Portable Utah Standard LISP
The bulk of the system is written in C, except the compiler which is written in lisp. This system is very portable. It includes an interpreter, a compiler to C, and documentation on the standard and the implementation. Note that this is not a Common Lisp lisp dialect. It is a PSL (Portable Standard Lisp) dialect of Lisp.
This system was written by:
Dr. Tugrul Yilmaz Dr. Gokturk Ucoluk Ersin Karabudak
It is available from: https://github.com/blakemcbride/PSL
Through the years I (Blake McBride) contributed portability adjustments, build adjustments, and bug fixes. More recently, I was given permission to release the system. I performed numerous adjustments to the system which (hopefully) will make it easier to understand, build, and use.
The git repository you obtained this system from starts its repository history with the code that has been distributed on their Internet site ( http://www.ceng.metu.edu.tr/~ucoluk/research/lisp/generalinfo.html ) then continues with the changes that were made by both them and me. After the joint changes were applied, I made numerous changes including code re-formatting and code changes designed to simplify the build process along with some minor corrections and enhancements.
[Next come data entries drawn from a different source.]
// osintgate - HTTP Server Module
// Authenticated HTTP surface over the tool dispatcher

mod handlers;
mod middleware;
mod upload;

pub use handlers::{create_router, health_check, HealthStatus};
pub use middleware::require_api_key;
pub use upload::{content_addressed_name, UploadResponse};

use anyhow::{Context, Result};
use chrono::{DateTime, Utc};
use std::net::SocketAddr;
use std::sync::Arc;
use tokio_util::sync::CancellationToken;
use tower_http::cors::CorsLayer;
use tower_http::trace::TraceLayer;

use crate::cache::connect_cache;
use crate::config::GatewayConfig;
use crate::tools::{Dispatcher, SubprocessRunner, ToolRegistry};

/// Gateway context shared by every request
///
/// Built once at startup; dropping it (after `serve` returns) tears down the
/// cache connection. Cancelling the shutdown token kills in-flight tools.
pub struct GatewayServer {
    config: GatewayConfig,
    dispatcher: Dispatcher,
    shutdown: CancellationToken,
    started_at: DateTime<Utc>,
}

impl GatewayServer {
    /// Assemble a server from already-built parts
    pub fn new(config: GatewayConfig, dispatcher: Dispatcher, shutdown: CancellationToken) -> Self {
        Self {
            config,
            dispatcher,
            shutdown,
            started_at: Utc::now(),
        }
    }

    /// Wire the production stack: directories, cache, registry, runner
    pub async fn from_config(config: GatewayConfig) -> Result<Self> {
        for dir in [&config.uploads_dir, &config.results_dir] {
            tokio::fs::create_dir_all(dir)
                .await
                .with_context(|| format!("Failed to create directory {}", dir.display()))?;
        }

        let shutdown = CancellationToken::new();
        let cache = connect_cache(&config).await;
        let registry = Arc::new(ToolRegistry::from_config(&config));
        let runner = Arc::new(SubprocessRunner::new(shutdown.clone()));
        let dispatcher = Dispatcher::new(registry, cache, runner);

        Ok(Self::new(config, dispatcher, shutdown))
    }

    /// Start the HTTP server and run until ctrl-c / SIGTERM
    pub async fn serve(self) -> Result<()> {
        let addr: SocketAddr = self
            .config
            .bind_address()
            .parse()
            .with_context(|| format!("Invalid bind address {}", self.config.bind_address()))?;
        let shutdown = self.shutdown.clone();

        let app = create_router(Arc::new(self))
            .layer(CorsLayer::permissive())
            .layer(TraceLayer::new_for_http());

        tracing::info!("Starting OSINT API server on {}", addr);

        let listener = tokio::net::TcpListener::bind(addr)
            .await
            .with_context(|| format!("Failed to bind {}", addr))?;
        axum::serve(listener, app)
            .with_graceful_shutdown(shutdown_signal(shutdown))
            .await?;

        tracing::info!("Server stopped");
        Ok(())
    }

    pub fn config(&self) -> &GatewayConfig {
        &self.config
    }

    pub fn dispatcher(&self) -> &Dispatcher {
        &self.dispatcher
    }

    /// Token cancelled when the gateway shuts down
    pub fn shutdown_token(&self) -> &CancellationToken {
        &self.shutdown
    }

    pub fn started_at(&self) -> DateTime<Utc> {
        self.started_at
    }
}

/// Resolve on ctrl-c or SIGTERM, cancelling in-flight tool runs
async fn shutdown_signal(token: CancellationToken) {
    let ctrl_c = async {
        if let Err(e) = tokio::signal::ctrl_c().await {
            tracing::error!(error = %e, "Failed to listen for ctrl-c");
            std::future::pending::<()>().await;
        }
    };

    #[cfg(unix)]
    let terminate = async {
        match tokio::signal::unix::signal(tokio::signal::unix::SignalKind::terminate()) {
            Ok(mut signal) => {
                signal.recv().await;
            }
            Err(e) => {
                tracing::error!(error = %e, "Failed to listen for SIGTERM");
                std::future::pending::<()>().await;
            }
        }
    };

    #[cfg(not(unix))]
    let terminate = std::future::pending::<()>();

    tokio::select! {
        _ = ctrl_c => {},
        _ = terminate => {},
        _ = token.cancelled() => {},
    }

    tracing::info!("Shutdown requested, terminating in-flight tool runs");
    token.cancel();
}
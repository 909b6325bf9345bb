// EagleEye - reverse image search across search engines

use serde_json::{json, Value};
use std::path::{Path, PathBuf};
use std::time::Duration;

use crate::errors::ValidationError;
use crate::tools::registry::{required_list, required_text, ParamKind, ParamSpec, ToolCommand};
use crate::tools::types::{ToolKind, ToolRequest};

const PARAMS: &[ParamSpec] = &[
    ParamSpec::required("imagePath", ParamKind::Text),
    ParamSpec::optional("engines", ParamKind::TextList, default_engines),
];

fn default_engines() -> Value {
    json!(["google", "yandex", "bing"])
}

pub struct EagleEyeTool {
    python_bin: String,
    install_dir: PathBuf,
}

impl EagleEyeTool {
    pub fn new(python_bin: String, install_dir: PathBuf) -> Self {
        Self {
            python_bin,
            install_dir,
        }
    }
}

impl ToolCommand for EagleEyeTool {
    fn kind(&self) -> ToolKind {
        ToolKind::EagleEye
    }

    fn params(&self) -> &'static [ParamSpec] {
        PARAMS
    }

    fn timeout(&self) -> Duration {
        Duration::from_secs(300)
    }

    fn install_dir(&self) -> &Path {
        &self.install_dir
    }

    fn argv(&self, request: &ToolRequest) -> Result<Vec<String>, ValidationError> {
        Ok(vec![
            self.python_bin.clone(),
            "eagleeye.py".to_string(),
            "--image".to_string(),
            required_text(request, "imagePath")?,
            "--engines".to_string(),
            required_list(request, "engines")?,
        ])
    }
}

#[cfg(test)]
mod tests {
    use super::*;

    #[test]
    fn test_default_engines() {
        let tool = EagleEyeTool::new("python3".to_string(), PathBuf::from("/app/tools/eagleeye"));
        let request = tool
            .validate(json!({"imagePath": "/app/uploads/abc.jpg"}).as_object().unwrap())
            .unwrap();
        let command = tool.build(&request).unwrap();

        assert_eq!(
            command.argv,
            vec!["python3", "eagleeye.py", "--image", "/app/uploads/abc.jpg", "--engines", "google,yandex,bing"]
        );
        assert_eq!(command.timeout, Duration::from_secs(300));
    }

    #[test]
    fn test_engines_must_be_a_list() {
        let tool = EagleEyeTool::new("python3".to_string(), PathBuf::from("/app/tools/eagleeye"));
        let err = tool
            .validate(json!({"imagePath": "/a.jpg", "engines": "google"}).as_object().unwrap())
            .unwrap_err();
        assert_eq!(err.field(), Some("engines"));
    }
}
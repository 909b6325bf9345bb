// Tool implementations
//
// One command builder per supported external tool

// Image tools
pub mod eagleeye;
pub mod social_mapper;

// Domain tools
pub mod theharvester;

// Re-exports for convenience
pub use eagleeye::EagleEyeTool;
pub use social_mapper::SocialMapperTool;
pub use theharvester::TheHarvesterTool;
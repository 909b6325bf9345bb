// Configuration module
// Public interface for configuration loading

mod loader;
mod settings;

pub use loader::{load_config, load_from_sources};
pub use settings::{CacheBackend, GatewayConfig, DEFAULT_API_KEY};
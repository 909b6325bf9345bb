// Middleware for API key authentication

use axum::{
    extract::{Query, Request, State},
    middleware::Next,
    response::{IntoResponse, Response},
};
use serde::Deserialize;
use std::sync::Arc;

use super::GatewayServer;
use crate::errors::GatewayError;

/// Header carrying the shared secret
pub const API_KEY_HEADER: &str = "x-api-key";

#[derive(Debug, Deserialize)]
pub struct ApiKeyQuery {
    api_key: Option<String>,
}

/// Reject requests whose key (header first, then `?api_key=`) does not match
///
/// Runs before the body is read, so unauthenticated callers never reach the
/// dispatcher or the upload store.
pub async fn require_api_key(
    State(server): State<Arc<GatewayServer>>,
    query: Option<Query<ApiKeyQuery>>,
    request: Request,
    next: Next,
) -> Response {
    let supplied = request
        .headers()
        .get(API_KEY_HEADER)
        .and_then(|value| value.to_str().ok())
        .map(str::to_string)
        // An unparseable query string counts as no key
        .or_else(|| query.and_then(|Query(query)| query.api_key));

    match supplied {
        Some(key) if key == server.config().api_key => next.run(request).await,
        _ => {
            tracing::warn!(path = %request.uri().path(), "Rejected request with invalid API key");
            GatewayError::Unauthorized.into_response()
        }
    }
}
// Result cache
//
// Memoizes successful tool responses by request fingerprint. Backends never
// surface errors: an unreachable store behaves like an empty one.

mod fingerprint;
mod memory;
mod redis_cache;

pub use fingerprint::{fingerprint, fingerprint_request, Fingerprint, NAMESPACE};
pub use memory::MemoryCache;
pub use redis_cache::RedisCache;

use async_trait::async_trait;
use std::sync::Arc;
use std::time::Duration;

use crate::config::{CacheBackend, GatewayConfig};
use crate::tools::ToolResponse;

/// Key-value store with expiry for tool responses
#[async_trait]
pub trait ResultCache: Send + Sync {
    /// Cached response, or None on miss, expiry or backend failure
    async fn get(&self, key: &Fingerprint) -> Option<ToolResponse>;

    /// Store a response for `ttl`; failures are logged and dropped
    async fn put(&self, key: &Fingerprint, response: &ToolResponse, ttl: Duration);

    /// Whether the backing store currently answers
    async fn ping(&self) -> bool;

    /// Short backend name for health reporting
    fn backend(&self) -> &'static str;
}

/// Cache that stores nothing
#[derive(Debug, Default, Clone, Copy)]
pub struct NoopCache;

#[async_trait]
impl ResultCache for NoopCache {
    async fn get(&self, _key: &Fingerprint) -> Option<ToolResponse> {
        None
    }

    async fn put(&self, _key: &Fingerprint, _response: &ToolResponse, _ttl: Duration) {}

    async fn ping(&self) -> bool {
        false
    }

    fn backend(&self) -> &'static str {
        "disabled"
    }
}

/// Build the configured cache, degrading to [`NoopCache`] when Redis is down
pub async fn connect_cache(config: &GatewayConfig) -> Arc<dyn ResultCache> {
    match config.cache_backend {
        CacheBackend::Disabled => {
            tracing::info!("Result cache disabled by configuration");
            Arc::new(NoopCache)
        }
        CacheBackend::Memory => {
            tracing::info!("Using in-process result cache");
            let cache = MemoryCache::new();
            cache.start_purge_task(Duration::from_secs(60));
            Arc::new(cache)
        }
        CacheBackend::Redis => match RedisCache::connect(&config.redis_url()).await {
            Ok(cache) => {
                tracing::info!(url = %config.redis_url(), "Redis connected successfully");
                Arc::new(cache)
            }
            Err(e) => {
                tracing::warn!(error = %e, "Redis not available. Caching disabled.");
                Arc::new(NoopCache)
            }
        },
    }
}
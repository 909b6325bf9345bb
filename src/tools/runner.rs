// Process runner
//
// Spawns a tool as an isolated child, drains its output, and enforces the
// wall-clock bound. The child is always killed and reaped on timeout or
// shutdown.

use async_trait::async_trait;
use std::process::Stdio;
use std::time::{Duration, Instant};
use tokio::io::{AsyncRead, AsyncReadExt};
use tokio::process::Command;
use tokio::sync::mpsc;
use tokio::task::JoinHandle;
use tokio_util::sync::CancellationToken;
use tracing::{debug, info, warn};

use crate::errors::ExecutionError;
use crate::tools::types::CommandSpec;

/// How long to keep reading pipes after the child itself has exited
const DRAIN_GRACE: Duration = Duration::from_secs(2);

/// How a run ended
#[derive(Debug, Clone, PartialEq, Eq)]
pub enum ExitState {
    /// Process exited; code is None when it was killed by a signal
    Exited(Option<i32>),
    TimedOut(Duration),
    LaunchFailed(String),
    Cancelled,
}

/// Captured result of one invocation
#[derive(Debug, Clone, PartialEq, Eq)]
pub struct ProcessOutcome {
    pub stdout: String,
    pub stderr: String,
    pub state: ExitState,
    pub elapsed: Duration,
}

impl ProcessOutcome {
    /// Exit status zero; empty stdout still counts
    pub fn success(&self) -> bool {
        self.state == ExitState::Exited(Some(0))
    }

    pub fn exit_code(&self) -> Option<i32> {
        match self.state {
            ExitState::Exited(code) => code,
            _ => None,
        }
    }

    /// Stdout on success, otherwise the diagnostic for the caller
    pub fn into_result(self, program: &str) -> Result<String, ExecutionError> {
        match self.state {
            ExitState::Exited(Some(0)) => Ok(self.stdout),
            ExitState::Exited(code) => {
                let stderr = self.stderr.trim();
                let message = if !stderr.is_empty() {
                    self.stderr
                } else {
                    match code {
                        Some(code) => format!("Process exited with code {}", code),
                        None => "Process terminated by signal".to_string(),
                    }
                };
                Err(ExecutionError::Failed(message))
            }
            ExitState::TimedOut(limit) => Err(ExecutionError::Timeout {
                secs: limit.as_secs_f64().ceil() as u64,
            }),
            ExitState::LaunchFailed(reason) => Err(ExecutionError::Launch {
                program: program.to_string(),
                reason,
            }),
            ExitState::Cancelled => Err(ExecutionError::Cancelled),
        }
    }
}

/// Executes a resolved command
#[async_trait]
pub trait ProcessRunner: Send + Sync {
    async fn run(&self, command: &CommandSpec) -> ProcessOutcome;
}

/// Runner backed by `tokio::process`
#[derive(Debug, Clone, Default)]
pub struct SubprocessRunner {
    shutdown: CancellationToken,
}

impl SubprocessRunner {
    /// Runner whose in-flight children are killed when `shutdown` fires
    pub fn new(shutdown: CancellationToken) -> Self {
        Self { shutdown }
    }
}

/// Output pipe being read on its own task
struct PipeReader {
    chunks: mpsc::UnboundedReceiver<Vec<u8>>,
    task: JoinHandle<()>,
}

fn drain<R>(pipe: Option<R>) -> PipeReader
where
    R: AsyncRead + Unpin + Send + 'static,
{
    let (tx, chunks) = mpsc::unbounded_channel();
    let task = tokio::spawn(async move {
        let Some(mut pipe) = pipe else { return };
        let mut buf = [0u8; 8192];
        loop {
            match pipe.read(&mut buf).await {
                Ok(0) => break,
                Ok(n) => {
                    if tx.send(buf[..n].to_vec()).is_err() {
                        break;
                    }
                }
                Err(e) => {
                    debug!(error = %e, "Error reading child output");
                    break;
                }
            }
        }
    });

    PipeReader { chunks, task }
}

/// Everything read before EOF or `deadline`, whichever comes first
async fn collect(mut reader: PipeReader, deadline: tokio::time::Instant) -> String {
    let mut buffer = Vec::new();
    loop {
        match tokio::time::timeout_at(deadline, reader.chunks.recv()).await {
            Ok(Some(chunk)) => buffer.extend_from_slice(&chunk),
            Ok(None) => break,
            Err(_) => {
                // Grandchildren may still hold the pipe open
                debug!(bytes = buffer.len(), "Pipe still open after exit, keeping output read so far");
                break;
            }
        }
    }
    reader.task.abort();
    String::from_utf8_lossy(&buffer).into_owned()
}

#[async_trait]
impl ProcessRunner for SubprocessRunner {
    async fn run(&self, command: &CommandSpec) -> ProcessOutcome {
        let start = Instant::now();

        let Some((program, args)) = command.argv.split_first() else {
            return ProcessOutcome {
                stdout: String::new(),
                stderr: String::new(),
                state: ExitState::LaunchFailed("empty command".to_string()),
                elapsed: start.elapsed(),
            };
        };

        info!(cwd = %command.cwd.display(), "Running command: {}", command.display());

        let mut process = Command::new(program);
        process
            .args(args)
            .current_dir(&command.cwd)
            .stdin(Stdio::null())
            .stdout(Stdio::piped())
            .stderr(Stdio::piped())
            .kill_on_drop(true);

        let mut child = match process.spawn() {
            Ok(child) => child,
            Err(e) => {
                warn!(program = %program, error = %e, "Failed to spawn tool");
                return ProcessOutcome {
                    stdout: String::new(),
                    stderr: String::new(),
                    state: ExitState::LaunchFailed(e.to_string()),
                    elapsed: start.elapsed(),
                };
            }
        };

        let stdout_task = drain(child.stdout.take());
        let stderr_task = drain(child.stderr.take());

        let state = tokio::select! {
            status = child.wait() => match status {
                Ok(status) => ExitState::Exited(status.code()),
                Err(e) => ExitState::LaunchFailed(e.to_string()),
            },
            _ = tokio::time::sleep(command.timeout) => ExitState::TimedOut(command.timeout),
            _ = self.shutdown.cancelled() => ExitState::Cancelled,
        };

        let (stdout, stderr) = match state {
            ExitState::Exited(_) | ExitState::LaunchFailed(_) => {
                let deadline = tokio::time::Instant::now() + DRAIN_GRACE;
                tokio::join!(collect(stdout_task, deadline), collect(stderr_task, deadline))
            }
            _ => {
                // kill() also waits, so the child is reaped here
                if let Err(e) = child.kill().await {
                    warn!(program = %program, error = %e, "Failed to kill tool process");
                }
                stdout_task.task.abort();
                stderr_task.task.abort();
                (String::new(), String::new())
            }
        };

        let elapsed = start.elapsed();
        debug!(
            program = %program,
            state = ?state,
            elapsed_ms = elapsed.as_millis() as u64,
            "Command finished"
        );

        ProcessOutcome {
            stdout,
            stderr,
            state,
            elapsed,
        }
    }
}
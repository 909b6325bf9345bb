// Configuration loader
// Layers built-in defaults, an optional TOML file and environment variables

use anyhow::{bail, Context, Result};
use config::{Config, Environment, File, FileFormat};
use std::path::Path;

use super::settings::GatewayConfig;

/// Load configuration from an optional file plus the process environment
pub fn load_config(path: Option<&Path>) -> Result<GatewayConfig> {
    load_from_sources(path, Environment::default())
}

/// Load from explicit sources (tests inject a fake environment)
pub fn load_from_sources(path: Option<&Path>, env: Environment) -> Result<GatewayConfig> {
    let mut builder = Config::builder();

    if let Some(path) = path {
        if !path.exists() {
            bail!("Config file not found: {}", path.display());
        }
        builder = builder.add_source(File::from(path).format(FileFormat::Toml));
    }

    let settings = builder
        .add_source(env)
        .build()
        .context("Failed to assemble configuration")?;

    let config: GatewayConfig = settings
        .try_deserialize()
        .context("Failed to parse configuration")?;

    if config.api_key.is_empty() {
        bail!("api_key must not be empty");
    }

    Ok(config)
}
// Tool dispatch engine
//
// validate → fingerprint → cache lookup → (miss) build → run → wrap →
// cache store. Only successful runs are written back.

use anyhow::anyhow;
use serde_json::{Map, Value};
use std::sync::Arc;
use std::time::{Duration, Instant};
use tokio_util::task::AbortOnDropHandle;
use tracing::{debug, error, info, info_span, warn, Instrument};

use crate::cache::{fingerprint_request, Fingerprint, ResultCache};
use crate::errors::{GatewayError, Result};
use crate::tools::registry::{ToolCommand, ToolRegistry};
use crate::tools::runner::ProcessRunner;
use crate::tools::types::{ToolKind, ToolRequest, ToolResponse};

/// Lifetime of a memoized success
pub const CACHE_TTL: Duration = Duration::from_secs(3600);

/// Orchestrates validation, caching and execution for every tool request
#[derive(Clone)]
pub struct Dispatcher {
    registry: Arc<ToolRegistry>,
    cache: Arc<dyn ResultCache>,
    runner: Arc<dyn ProcessRunner>,
}

impl Dispatcher {
    pub fn new(
        registry: Arc<ToolRegistry>,
        cache: Arc<dyn ResultCache>,
        runner: Arc<dyn ProcessRunner>,
    ) -> Self {
        Self {
            registry,
            cache,
            runner,
        }
    }

    pub fn registry(&self) -> &Arc<ToolRegistry> {
        &self.registry
    }

    pub fn cache(&self) -> &Arc<dyn ResultCache> {
        &self.cache
    }

    /// Handle one tool request
    ///
    /// Returns `Err` only for validation failures and internal faults; a
    /// failed or timed-out tool run is an `Ok` failure envelope.
    pub async fn dispatch(&self, tool: ToolKind, body: &Map<String, Value>) -> Result<ToolResponse> {
        let command_builder = self
            .registry
            .get(tool)
            .ok_or_else(|| GatewayError::UnknownTool(tool.to_string()))?;

        let request = command_builder.validate(body)?;
        let key = fingerprint_request(&request);

        let span = info_span!(
            "dispatch",
            tool = %tool,
            request_id = %uuid::Uuid::new_v4(),
            fingerprint = %key
        );

        self.lookup_or_run(command_builder, &request, &key)
            .instrument(span)
            .await
    }

    async fn lookup_or_run(
        &self,
        command_builder: &dyn ToolCommand,
        request: &ToolRequest,
        key: &Fingerprint,
    ) -> Result<ToolResponse> {
        let tool = request.tool();

        if let Some(cached) = self.cache.get(key).await {
            info!("Returning cached result");
            return Ok(cached);
        }
        debug!(backend = self.cache.backend(), "Cache miss");

        let command = command_builder.build(request)?;
        let program = command.argv.first().cloned().unwrap_or_default();
        let started = Instant::now();

        // Own task per run so a slow tool never stalls the caller's executor slot.
        // Dropping the request (client went away) aborts the task, and the
        // child is killed with it.
        let runner = Arc::clone(&self.runner);
        let outcome = AbortOnDropHandle::new(tokio::spawn(async move { runner.run(&command).await }))
            .await
            .map_err(|e| {
                error!(error = %e, "Tool execution task failed");
                GatewayError::Internal(anyhow!("tool execution task failed: {}", e))
            })?;

        let response = match outcome.into_result(&program) {
            Ok(stdout) => ToolResponse::success(tool, stdout),
            Err(e) => {
                warn!(timeout = e.is_timeout(), error = %e, "Tool execution failed");
                ToolResponse::failure(tool, e.to_string())
            }
        };

        info!(
            success = response.success,
            elapsed_ms = started.elapsed().as_millis() as u64,
            "Tool run finished"
        );

        if response.success {
            self.cache.put(key, &response, CACHE_TTL).await;
        }

        Ok(response)
    }
}
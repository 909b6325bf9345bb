// theHarvester - domain reconnaissance (emails, hosts, subdomains)

use serde_json::{json, Value};
use std::path::{Path, PathBuf};
use std::time::Duration;

use crate::errors::ValidationError;
use crate::tools::registry::{required_list, required_text, ParamKind, ParamSpec, ToolCommand};
use crate::tools::types::{ToolKind, ToolRequest};

const PARAMS: &[ParamSpec] = &[
    ParamSpec::required("domain", ParamKind::Text),
    ParamSpec::optional("sources", ParamKind::TextList, default_sources),
    ParamSpec::optional("limit", ParamKind::Integer, default_limit),
];

fn default_sources() -> Value {
    json!(["google", "bing"])
}

fn default_limit() -> Value {
    json!(500)
}

pub struct TheHarvesterTool {
    python_bin: String,
    install_dir: PathBuf,
}

impl TheHarvesterTool {
    pub fn new(python_bin: String, install_dir: PathBuf) -> Self {
        Self {
            python_bin,
            install_dir,
        }
    }
}

impl ToolCommand for TheHarvesterTool {
    fn kind(&self) -> ToolKind {
        ToolKind::TheHarvester
    }

    fn params(&self) -> &'static [ParamSpec] {
        PARAMS
    }

    fn timeout(&self) -> Duration {
        Duration::from_secs(300)
    }

    fn install_dir(&self) -> &Path {
        &self.install_dir
    }

    fn argv(&self, request: &ToolRequest) -> Result<Vec<String>, ValidationError> {
        let limit = request
            .integer("limit")
            .ok_or(ValidationError::Missing { field: "limit" })?;

        Ok(vec![
            self.python_bin.clone(),
            "theHarvester.py".to_string(),
            "-d".to_string(),
            required_text(request, "domain")?,
            "-b".to_string(),
            required_list(request, "sources")?,
            "-l".to_string(),
            limit.to_string(),
        ])
    }
}

#[cfg(test)]
mod tests {
    use super::*;

    fn tool() -> TheHarvesterTool {
        TheHarvesterTool::new("python3".to_string(), PathBuf::from("/app/tools/theharvester"))
    }

    #[test]
    fn test_domain_only_uses_defaults() {
        let tool = tool();
        let request = tool
            .validate(json!({"domain": "example.com"}).as_object().unwrap())
            .unwrap();
        let command = tool.build(&request).unwrap();

        assert_eq!(
            command.argv,
            vec!["python3", "theHarvester.py", "-d", "example.com", "-b", "google,bing", "-l", "500"]
        );
        assert_eq!(command.cwd, PathBuf::from("/app/tools/theharvester"));
        assert_eq!(command.timeout, Duration::from_secs(300));
    }

    #[test]
    fn test_explicit_sources_and_limit() {
        let tool = tool();
        let body = json!({"domain": "example.com", "sources": ["crtsh", "dnsdumpster", "otx"], "limit": 50});
        let request = tool.validate(body.as_object().unwrap()).unwrap();
        let argv = tool.build(&request).unwrap().argv;

        assert!(argv.windows(2).any(|w| w == ["-b", "crtsh,dnsdumpster,otx"]));
        assert!(argv.windows(2).any(|w| w == ["-l", "50"]));
    }

    #[test]
    fn test_domain_is_a_single_argument() {
        let tool = tool();
        let body = json!({"domain": "example.com; rm -rf /"});
        let request = tool.validate(body.as_object().unwrap()).unwrap();
        let argv = tool.build(&request).unwrap().argv;

        assert_eq!(argv[3], "example.com; rm -rf /");
        assert_eq!(argv.len(), 8);
    }

    #[test]
    fn test_missing_domain() {
        let err = tool()
            .validate(&serde_json::Map::<String, Value>::new())
            .unwrap_err();
        assert_eq!(err.to_string(), "domain is required");
    }
}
I have tested this system under 32 & 64 bit Linux and Mac. It uses gnu make but should be easy to change. The system is very portable so should be easy to get running under 32 or 64 bit Windows, especially with Cygwin.
To build the interpreter just type: make lisp
This will create the lisp executable.
The compiler is just the regular lisp interpreter with the compiler (which is written in lisp) compiled into it.
To build the compiler type: make lispc
Note that the process of building anything but the raw interpreter builds an initialization file named LISP-INI. This file is specific to the related lisp executable created. The means the "lisp" program and the "lispc" program must use different LISP-INI files. This also means that "lisp" will not run after you create "lispc" because of the different LISP-INI files. (Actually "lisp", with no compiled code, doesn't need any LISP-INI at all.) If you compile in your own code, you have yet another unique LISP-INI file, and so on.
COMPILING YOUR OWN PROGRAM
If you create a lisp file named "try.lsp", it can be compiled into the system as follows:
./lispc (compilefile "try.lsp" 'try) ["anotherfile.lsp"]... be sure to use quotes end -> tryc1 trye tryn1 tryu tryx1 (quit) ./cr1 try try.c -> try.c ./crc try -> lispc1.c ./cri try -> LISP-INI gcc -o try lisp2.c try.c lispc1.c -lm -> try
"try" will be the complete lisp system with your code compiled in. An associated LSIP-INI file will also be created.
lisp2.c has a constant name and content (ergo, lisp2.c is the same regardless of what, if anything, is compiled)
lispc1.c has a constant name but the contents change based on what you are compiling
Basically all of the lisp source files get compiled and combined into a single executable. You must compile all of the lisp files at the same time. Additional source files may be included in the compile by typing their file names in double-quotes one after the other when prompted by the compiler. You type "end" (without the quotes) when done.
See the file "compiler-compile". It shows compiling two files.
The implementation file that comes with the system (lispman) is a little out-of-date. I changed some things to streamline and simplify the build process. However, all of the internals documentation should be correct.
The "sl.*" files in the "manual" directory contains the full documentation on the PSL lisp dialect that this system conforms to.